## Work to complete
Reproduce word for word the line that contains "#[derive(Debug, Clone)]" and every line after it to the end of the records, with nothing else added.

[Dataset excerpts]
........
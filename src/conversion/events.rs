//! Merge events and job reports
//!
//! Jobs report progress over an unbounded channel so the renderer never
//! blocks a merge.

use std::path::PathBuf;

use chrono::{DateTime, Local};
use serde::Serialize;
use uuid::Uuid;

use crate::core::{JobState, MergeJob};

/// Final outcome of one merge job
#[derive(Debug, Clone, Serialize)]
pub struct JobReport {
    pub job_id: Uuid,
    pub group: String,
    pub state: JobState,
    /// Set when a merged file exists at the final path
    pub output_path: Option<PathBuf>,
    pub tracks: usize,
    pub chapters: usize,
    /// Measured output length minus the chapter table length, when measured
    pub drift_ms: Option<i64>,
    pub completed_at: DateTime<Local>,
}

impl JobReport {
    pub fn from_job(job: &MergeJob, chapters: usize, drift_ms: Option<i64>) -> Self {
        let output_path = job
            .state()
            .produced_output()
            .then(|| job.output_path());
        Self {
            job_id: job.id,
            group: job.group_label.clone(),
            state: job.state().clone(),
            output_path,
            tracks: job.tracks().len(),
            chapters,
            drift_ms,
            completed_at: Local::now(),
        }
    }

    pub fn succeeded(&self) -> bool {
        self.state.produced_output()
    }
}

/// Events emitted while a batch runs
#[derive(Debug, Clone)]
pub enum MergeEvent {
    /// A job left the queue and began merging
    JobStarted {
        job_id: Uuid,
        group: String,
        tracks: usize,
    },
    /// Encoder progress, 0-100
    Progress { job_id: Uuid, percent: f32 },
    /// A job moved to a new lifecycle state
    StateChanged { job_id: Uuid, state: JobState },
    JobFinished(JobReport),
}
........
## Solution for this problem
#[derive(Debug, Clone)]
pub enum MergeEvent {
    /// A job left the queue and began merging
    JobStarted {
        job_id: Uuid,
        group: String,
        tracks: usize,
    },
    /// Encoder progress, 0-100
    Progress { job_id: Uuid, percent: f32 },
    /// A job moved to a new lifecycle state
    StateChanged { job_id: Uuid, state: JobState },
    JobFinished(JobReport),
}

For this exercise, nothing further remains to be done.